--- PROMPT ---
Whatever appears in the entries must be given again exactly.

*** Opening SUPPLIED RECORDS ***

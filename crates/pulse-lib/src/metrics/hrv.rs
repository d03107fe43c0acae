use crate::{
    dsp::sample_std_dev,
    error::{EcgError, EcgResult},
    signal::RRSeries,
};
use serde::{Deserialize, Serialize};

/// Physiological bounds for a usable RR interval.
#[derive(Debug, Clone, Copy, Serialize, Deserialize)]
#[serde(default)]
pub struct HrvConfig {
    pub min_rr_ms: f64,
    pub max_rr_ms: f64,
}

impl Default for HrvConfig {
    fn default() -> Self {
        Self {
            min_rr_ms: 300.0,
            max_rr_ms: 2000.0,
        }
    }
}

#[derive(Debug, Clone, Copy, PartialEq, Serialize, Deserialize)]
pub struct HrvTime {
    pub n: usize,
    /// Mean NN interval (ms)
    pub avnn: f64,
    pub sdnn: f64,
    pub rmssd: f64,
    pub pnn50: f64,
}

impl HrvTime {
    pub fn heart_rate_bpm(&self) -> f64 {
        60_000.0 / self.avnn
    }
}

/// SDNN in ms over the intervals inside the configured bounds.
///
/// Fewer than two valid intervals is `InsufficientData`; out-of-range
/// intervals are discarded, never clamped.
pub fn sdnn(rr: &RRSeries, cfg: &HrvConfig) -> EcgResult<f64> {
    let valid = rr.retain_range(cfg.min_rr_ms, cfg.max_rr_ms);
    if valid.len() < 2 {
        return Err(EcgError::insufficient("valid RR intervals", valid.len(), 2));
    }
    let sd = sample_std_dev(&valid.rr)
        .ok_or(EcgError::insufficient("valid RR intervals", valid.len(), 2))?;
    if !sd.is_finite() {
        return Err(EcgError::NumericDegenerate("SDNN"));
    }
    Ok(sd)
}

/// Time-domain summary over the valid intervals.
pub fn hrv_time(rr: &RRSeries, cfg: &HrvConfig) -> EcgResult<HrvTime> {
    let rr = rr.retain_range(cfg.min_rr_ms, cfg.max_rr_ms);
    let n = rr.rr.len();
    if n < 2 {
        return Err(EcgError::insufficient("valid RR intervals", n, 2));
    }
    let avnn = rr.rr.iter().sum::<f64>() / n as f64;
    let sdnn = sdnn(&rr, cfg)?;
    let diffs = rr.rr.windows(2).map(|w| (w[1] - w[0]).powi(2));
    let rmssd = (diffs.sum::<f64>() / (n as f64 - 1.0)).sqrt();
    let count = rr
        .rr
        .windows(2)
        .filter(|w| (w[1] - w[0]).abs() > 50.0)
        .count();
    let pnn50 = (count as f64) / (n as f64 - 1.0);

    Ok(HrvTime {
        n,
        avnn,
        sdnn,
        rmssd,
        pnn50,
    })
}

#[cfg(test)]
mod tests {
    use super::*;

    fn assert_close(actual: f64, expected: f64, tol: f64) {
        let diff = (actual - expected).abs();
        assert!(
            diff <= tol,
            "expected {expected}, got {actual} (diff {diff} > tol {tol})"
        );
    }

    #[test]
    fn sdnn_matches_sample_std_dev() {
        let rr = RRSeries {
            rr: vec![800.0, 820.0, 780.0, 810.0],
        };
        let value = sdnn(&rr, &HrvConfig::default()).unwrap();
        assert_close(value, 17.078251276599332, 1e-9);
    }

    #[test]
    fn out_of_range_intervals_are_discarded() {
        let rr = RRSeries {
            rr: vec![800.0, 250.0, 820.0, 2600.0, 780.0, 810.0],
        };
        let value = sdnn(&rr, &HrvConfig::default()).unwrap();
        assert_close(value, 17.078251276599332, 1e-9);
    }

    #[test]
    fn single_interval_is_unavailable() {
        let rr = RRSeries { rr: vec![800.0] };
        assert!(matches!(
            sdnn(&rr, &HrvConfig::default()),
            Err(EcgError::InsufficientData { have: 1, .. })
        ));
        let none = RRSeries::from_timestamps(&[1000]);
        assert!(sdnn(&none, &HrvConfig::default()).is_err());
    }

    #[test]
    fn time_domain_summary() {
        let rr = RRSeries {
            rr: vec![800.0, 900.0, 820.0, 780.0],
        };
        let m = hrv_time(&rr, &HrvConfig::default()).unwrap();
        assert_eq!(m.n, 4);
        assert_close(m.avnn, 825.0, 1e-9);
        // diffs: 100, -80, -40
        assert_close(m.rmssd, ((10000.0 + 6400.0 + 1600.0) / 3.0_f64).sqrt(), 1e-9);
        assert_close(m.pnn50, 2.0 / 3.0, 1e-9);
        assert_close(m.heart_rate_bpm(), 60_000.0 / 825.0, 1e-9);
    }
}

*** Closing SUPPLIED RECORDS ***

--- TASK OUTPUT ---
filename crates/pulse-lib/src/metrics/hrv.rs
repository d03107fe43c0acae
use crate::{
    dsp::sample_std_dev,
    error::{EcgError, EcgResult},
    signal::RRSeries,
};
use serde::{Deserialize, Serialize};

/// Physiological bounds for a usable RR interval.
#[derive(Debug, Clone, Copy, Serialize, Deserialize)]
#[serde(default)]
pub struct HrvConfig {
    pub min_rr_ms: f64,
    pub max_rr_ms: f64,
}

impl Default for HrvConfig {
    fn default() -> Self {
        Self {
            min_rr_ms: 300.0,
            max_rr_ms: 2000.0,
        }
    }
}

#[derive(Debug, Clone, Copy, PartialEq, Serialize, Deserialize)]
pub struct HrvTime {
    pub n: usize,
    /// Mean NN interval (ms)
    pub avnn: f64,
    pub sdnn: f64,
    pub rmssd: f64,
    pub pnn50: f64,
}

impl HrvTime {
    pub fn heart_rate_bpm(&self) -> f64 {
        60_000.0 / self.avnn
    }
}

/// SDNN in ms over the intervals inside the configured bounds.
///
/// Fewer than two valid intervals is `InsufficientData`; out-of-range
/// intervals are discarded, never clamped.
pub fn sdnn(rr: &RRSeries, cfg: &HrvConfig) -> EcgResult<f64> {
    let valid = rr.retain_range(cfg.min_rr_ms, cfg.max_rr_ms);
    if valid.len() < 2 {
        return Err(EcgError::insufficient("valid RR intervals", valid.len(), 2));
    }
    let sd = sample_std_dev(&valid.rr)
        .ok_or(EcgError::insufficient("valid RR intervals", valid.len(), 2))?;
    if !sd.is_finite() {
        return Err(EcgError::NumericDegenerate("SDNN"));
    }
    Ok(sd)
}

/// Time-domain summary over the valid intervals.
pub fn hrv_time(rr: &RRSeries, cfg: &HrvConfig) -> EcgResult<HrvTime> {
    let rr = rr.retain_range(cfg.min_rr_ms, cfg.max_rr_ms);
    let n = rr.rr.len();
    if n < 2 {
        return Err(EcgError::insufficient("valid RR intervals", n, 2));
    }
    let avnn = rr.rr.iter().sum::<f64>() / n as f64;
    let sdnn = sdnn(&rr, cfg)?;
    let diffs = rr.rr.windows(2).map(|w| (w[1] - w[0]).powi(2));
    let rmssd = (diffs.sum::<f64>() / (n as f64 - 1.0)).sqrt();
    let count = rr
        .rr
        .windows(2)
        .filter(|w| (w[1] - w[0]).abs() > 50.0)
        .count();
    let pnn50 = (count as f64) / (n as f64 - 1.0);

    Ok(HrvTime {
        n,
        avnn,
        sdnn,
        rmssd,
        pnn50,
    })
}

#[cfg(test)]
mod tests {
    use super::*;

    fn assert_close(actual: f64, expected: f64, tol: f64) {
        let diff = (actual - expected).abs();
        assert!(
            diff <= tol,
            "expected {expected}, got {actual} (diff {diff} > tol {tol})"
        );
    }

    #[test]
    fn sdnn_matches_sample_std_dev() {
        let rr = RRSeries {
            rr: vec![800.0, 820.0, 780.0, 810.0],
        };
        let value = sdnn(&rr, &HrvConfig::default()).unwrap();
        assert_close(value, 17.078251276599332, 1e-9);
    }

    #[test]
    fn out_of_range_intervals_are_discarded() {
        let rr = RRSeries {
            rr: vec![800.0, 250.0, 820.0, 2600.0, 780.0, 810.0],
        };
        let value = sdnn(&rr, &HrvConfig::default()).unwrap();
        assert_close(value, 17.078251276599332, 1e-9);
    }

    #[test]
    fn single_interval_is_unavailable() {
        let rr = RRSeries { rr: vec![800.0] };
        assert!(matches!(
            sdnn(&rr, &HrvConfig::default()),
            Err(EcgError::InsufficientData { have: 1, .. })
        ));
        let none = RRSeries::from_timestamps(&[1000]);
        assert!(sdnn(&none, &HrvConfig::default()).is_err());
    }

    #[test]
    fn time_domain_summary() {
        let rr = RRSeries {
            rr: vec![800.0, 900.0, 820.0, 780.0],
        };
        let m = hrv_time(&rr, &HrvConfig::default()).unwrap();
        assert_eq!(m.n, 4);
        assert_close(m.avnn, 825.0, 1e-9);
        // diffs: 100, -80, -40
        assert_close(m.rmssd, ((10000.0 + 6400.0 + 1600.0) / 3.0_f64).sqrt(), 1e-9);
        assert_close(m.pnn50, 2.0 / 3.0, 1e-9);
        assert_close(m.heart_rate_bpm(), 60_000.0 / 825.0, 1e-9);
    }
}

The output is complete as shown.